El cronista Gabriel González Mier, compartió en las notas que componen el libro “Añoranzas del viejo solar carmelita” sus impresiones sobre el Norte, hoy llamado “frente frío”, que asolan la ínsula de Carmen, Campeche, cada año.
“Interrumpiendo el reposo de más allá de la media noche, por diciembre y enero crujen puertas y ventanas, sacudidas por ráfagas frescas…el Norte -¡No confundirlo con los ciclones!- es, sin duda alguna, un buen amigo. Desde luego, en el interior de las habitaciones difundía sus ondas de temperatura bienhechora y deliciosa.
Volcaba de sus ánforas el primer chubasco que anunciaban los árboles de los patios con un rumor melodioso y plañidero. A poco, dejaba oír entre sueños una resonancia como de lejana catarata, dulce arrullo del golfo, que nos sumergía en esa somnolencia hipnótica de las cobras sagradas adormecidas por sus magnetizadores.
Para muchos, el Norte no es más que una boca que sopla. Pero no es eso: el Norte es un artista, un hechicero, un taumaturgo. Amanecía; el mago había elaborado ya su metamorfosis ingente. Los que salían de sus domicilios se encontraban con que la ciudad de los días rutinarios había sido substituida por otra nueva: una urbe de rachas, de nubes, de agua y de temperatura deliciosa. Las casas, como los transeúntes, se encapotaban: estos con sus plaids y aquellas con el abrigo de cerrar puertas y ventanas o de entornar una de las hojas.

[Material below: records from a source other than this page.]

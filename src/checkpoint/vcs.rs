//! Git snapshots for checkpoints.
//!
//! Every git invocation runs under a hard timeout. Output goes to an
//! anonymous temp file instead of a pipe so a large diff can never block the
//! child while we wait on it.

use std::fs::File;
use std::io::{Read, Seek, SeekFrom};
use std::path::Path;
use std::process::{Command, Stdio};
use std::time::Duration;

use wait_timeout::ChildExt;

use crate::{Error, Result};

/// Run git in `dir`, returning raw stdout when it exits successfully.
///
/// A non-zero exit yields `Ok(None)`; a timeout kills git and is an error.
/// Output is bytes: diffs carry file contents in whatever encoding they have.
pub fn run_git(dir: &Path, args: &[&str], timeout: Duration) -> Result<Option<Vec<u8>>> {
    let mut stdout: File = tempfile::tempfile()?;
    let mut child = Command::new("git")
        .args(args)
        .current_dir(dir)
        .stdin(Stdio::null())
        .stdout(stdout.try_clone()?)
        .stderr(Stdio::null())
        .spawn()
        .map_err(|e| Error::Other(format!("Failed to run git: {}", e)))?;

    let status = match child.wait_timeout(timeout)? {
        Some(status) => status,
        None => {
            let _ = child.kill();
            let _ = child.wait();
            return Err(Error::Other(format!(
                "git {} timed out after {:?}",
                args.join(" "),
                timeout
            )));
        }
    };
    if !status.success() {
        tracing::debug!(?args, %status, "git exited unsuccessfully");
        return Ok(None);
    }

    let mut out = Vec::new();
    stdout.seek(SeekFrom::Start(0))?;
    stdout.read_to_end(&mut out)?;
    Ok(Some(out))
}

/// Current `HEAD` revision, if the repository has one.
pub fn head_revision(repo: &Path, timeout: Duration) -> Result<Option<String>> {
    Ok(run_git(repo, &["rev-parse", "HEAD"], timeout)?
        .map(|s| String::from_utf8_lossy(&s).trim().to_string())
        .filter(|s| !s.is_empty()))
}

/// Diff of uncommitted changes (staged and unstaged) against `HEAD`.
pub fn uncommitted_diff(repo: &Path, timeout: Duration) -> Result<Option<Vec<u8>>> {
    Ok(run_git(repo, &["diff", "HEAD", "--binary"], timeout)?.filter(|s| !s.is_empty()))
}

/// Reverse-apply a patch file to the working tree.
pub fn reverse_apply(repo: &Path, patch: &Path, timeout: Duration) -> Result<()> {
    let patch = patch.to_string_lossy();
    match run_git(repo, &["apply", "-R", patch.as_ref()], timeout)? {
        Some(_) => Ok(()),
        None => Err(Error::Other(format!(
            "git apply -R {} did not apply cleanly",
            patch
        ))),
    }
}

#[cfg(test)]
mod tests {
    use super::*;
    use std::fs;
    use tempfile::TempDir;

    fn git(dir: &Path, args: &[&str]) -> bool {
        Command::new("git")
            .args(args)
            .current_dir(dir)
            .stdout(Stdio::null())
            .stderr(Stdio::null())
            .status()
            .map(|s| s.success())
            .unwrap_or(false)
    }

    fn init_repo() -> Option<TempDir> {
        let temp = TempDir::new().unwrap();
        let dir = temp.path();
        let ok = git(dir, &["init", "-q"])
            && git(dir, &["config", "user.email", "qm@example.com"])
            && git(dir, &["config", "user.name", "qm"]);
        if !ok {
            return None;
        }
        fs::write(dir.join("a.txt"), "one\n").unwrap();
        if !(git(dir, &["add", "."]) && git(dir, &["commit", "-q", "-m", "init"])) {
            return None;
        }
        Some(temp)
    }

    #[test]
    fn test_head_and_diff() {
        // Skip quietly on hosts without git.
        let Some(repo) = init_repo() else { return };
        let timeout = Duration::from_secs(30);

        let head = head_revision(repo.path(), timeout).unwrap().unwrap();
        assert_eq!(head.len(), 40);
        assert!(uncommitted_diff(repo.path(), timeout).unwrap().is_none());

        fs::write(repo.path().join("a.txt"), "two\n").unwrap();
        let diff = uncommitted_diff(repo.path(), timeout).unwrap().unwrap();
        assert!(String::from_utf8_lossy(&diff).contains("+two"));

        let patch = repo.path().join("changes.patch");
        fs::write(&patch, &diff).unwrap();
        reverse_apply(repo.path(), &patch, timeout).unwrap();
        assert_eq!(fs::read_to_string(repo.path().join("a.txt")).unwrap(), "one\n");
    }

    #[test]
    fn test_diff_of_non_utf8_file_is_kept_as_bytes() {
        let Some(repo) = init_repo() else { return };
        let timeout = Duration::from_secs(30);
        let notes = repo.path().join("notes.txt");
        fs::write(&notes, b"caf\xe9\n").unwrap();
        assert!(git(repo.path(), &["add", "notes.txt"]));
        assert!(git(repo.path(), &["commit", "-q", "-m", "latin-1"]));

        fs::write(&notes, b"na\xefve\n").unwrap();
        let diff = uncommitted_diff(repo.path(), timeout).unwrap().unwrap();
        assert!(std::str::from_utf8(&diff).is_err());

        let patch = repo.path().join("changes.patch");
        fs::write(&patch, &diff).unwrap();
        reverse_apply(repo.path(), &patch, timeout).unwrap();
        assert_eq!(fs::read(&notes).unwrap(), b"caf\xe9\n");
    }

    #[test]
    fn test_not_a_repository() {
        let temp = TempDir::new().unwrap();
        let result = head_revision(temp.path(), Duration::from_secs(30));
        // Either git is missing (error) or it reports no repository (None).
        assert!(!matches!(result, Ok(Some(_))));
    }
}
//! Per-agent notification inboxes.
//!
//! Each agent has an append-only `notifications/<agent>.jsonl` file. The
//! scheduler appends to it; the agent drains it (read + truncate under the
//! inbox lock) when it polls.

use std::fs::{self, OpenOptions};
use std::io::Write;
use std::path::PathBuf;

use chrono::Utc;

use crate::models::Notification;
use crate::registry::validate_agent_name;
use crate::storage::Store;
use crate::Result;

/// Notification type delivered when a task moves to `assigned`.
pub const TASK_ASSIGNED: &str = "task_assigned";

fn inbox_name(agent: &str) -> Result<String> {
    validate_agent_name(agent)?;
    Ok(format!("notifications/{}.jsonl", agent))
}

fn inbox_path(store: &Store, agent: &str) -> Result<PathBuf> {
    Ok(store.path(&inbox_name(agent)?))
}

/// Append a notification to `agent`'s inbox.
pub fn deliver(store: &Store, agent: &str, notification_type: &str, task_id: &str) -> Result<()> {
    let name = inbox_name(agent)?;
    let path = store.path(&name);
    let entry = Notification {
        timestamp: Utc::now(),
        notification_type: notification_type.to_string(),
        task_id: task_id.to_string(),
    };
    let mut line = serde_json::to_string(&entry)?;
    line.push('\n');

    store.with_lock(&name, || {
        if let Some(parent) = path.parent() {
            fs::create_dir_all(parent)?;
        }
        let mut file = OpenOptions::new().create(true).append(true).open(&path)?;
        file.write_all(line.as_bytes())?;
        Ok(())
    })?;
    tracing::debug!(agent, notification_type, task_id, "notification delivered");
    Ok(())
}

/// Read pending notifications without consuming them.
pub fn peek(store: &Store, agent: &str) -> Result<Vec<Notification>> {
    let path = inbox_path(store, agent)?;
    match fs::read_to_string(&path) {
        Ok(content) => Ok(parse_lines(&content)),
        Err(e) if e.kind() == std::io::ErrorKind::NotFound => Ok(Vec::new()),
        Err(e) => Err(e.into()),
    }
}

/// Read and clear `agent`'s inbox.
pub fn drain(store: &Store, agent: &str) -> Result<Vec<Notification>> {
    let name = inbox_name(agent)?;
    let path = store.path(&name);
    store.with_lock(&name, || {
        let content = match fs::read_to_string(&path) {
            Ok(content) => content,
            Err(e) if e.kind() == std::io::ErrorKind::NotFound => return Ok(Vec::new()),
            Err(e) => return Err(e.into()),
        };
        OpenOptions::new().write(true).truncate(true).open(&path)?;
        Ok(parse_lines(&content))
    })
}

fn parse_lines(content: &str) -> Vec<Notification> {
    content
        .lines()
        .filter(|line| !line.trim().is_empty())
        .filter_map(|line| match serde_json::from_str(line) {
            Ok(n) => Some(n),
            Err(e) => {
                tracing::warn!("Skipping malformed notification: {}", e);
                None
            }
        })
        .collect()
}

#[cfg(test)]
mod tests {
    use super::*;
    use crate::Error;
    use crate::test_utils::TestEnv;

    #[test]
    fn test_deliver_then_drain() {
        let env = TestEnv::new();
        let store = env.store();

        deliver(&store, "agent_build", TASK_ASSIGNED, "task_1_aaaa").unwrap();
        deliver(&store, "agent_build", TASK_ASSIGNED, "task_2_bbbb").unwrap();

        assert_eq!(peek(&store, "agent_build").unwrap().len(), 2);

        let drained = drain(&store, "agent_build").unwrap();
        assert_eq!(drained.len(), 2);
        assert_eq!(drained[0].task_id, "task_1_aaaa");
        assert_eq!(drained[1].notification_type, TASK_ASSIGNED);

        assert!(drain(&store, "agent_build").unwrap().is_empty());
    }

    #[test]
    fn test_inboxes_are_per_agent() {
        let env = TestEnv::new();
        let store = env.store();

        deliver(&store, "agent_a", TASK_ASSIGNED, "t1").unwrap();
        assert!(drain(&store, "agent_b").unwrap().is_empty());
        assert_eq!(drain(&store, "agent_a").unwrap().len(), 1);
    }

    #[test]
    fn test_rejects_path_like_agent_names() {
        let env = TestEnv::new();
        let store = env.store();
        assert!(matches!(
            deliver(&store, "../escape", TASK_ASSIGNED, "t1"),
            Err(Error::InvalidInput(_))
        ));
    }
}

¿Dónde se había ido la ciudad de mayo o la de agosto? Nada de sol deslumbrante, nada de calor, ni de conversaciones a gritos , ni de beber sangrías, ni de coloraciones matutinas, o de policromías a la hora del ocaso. Igual prodigio de transmutación en la bahía. Xicalango había sido borrado por el horizonte. El cielo por lo general tan arrogante y tan distanciado de la tierra, como un barón feudal que se digna dispensar una mirada a sus alodios desde los torreones de su castillo; ese cielo en el puerto se veía tan bajo, que podía tocarse con la mano.
Como si en la noche anterior el mar se hubiese poblado de arrecifes; remolinos de gaviotas dibujaban, a distancias y direcciones varias, rompientes de alas como espuma en una algarabía de revuelos y de chillidos. Y sobre las crestas del oleaje, los pelícanos buchones de vuelo recto y enigmático, como silenciosos aviones, acuatizaban repentina y pesadamente, clavando en las aguas hervorosas sus picos desmesurados.
A medida que el día avanzaba, el nocturno y arrullador zumbido se iba convirtiendo en voz rugiente, interrumpida sólo por detonaciones pavorosas.
En la ciudad se decía: ¡Qué tiempo más espléndido para ir a caletear!”.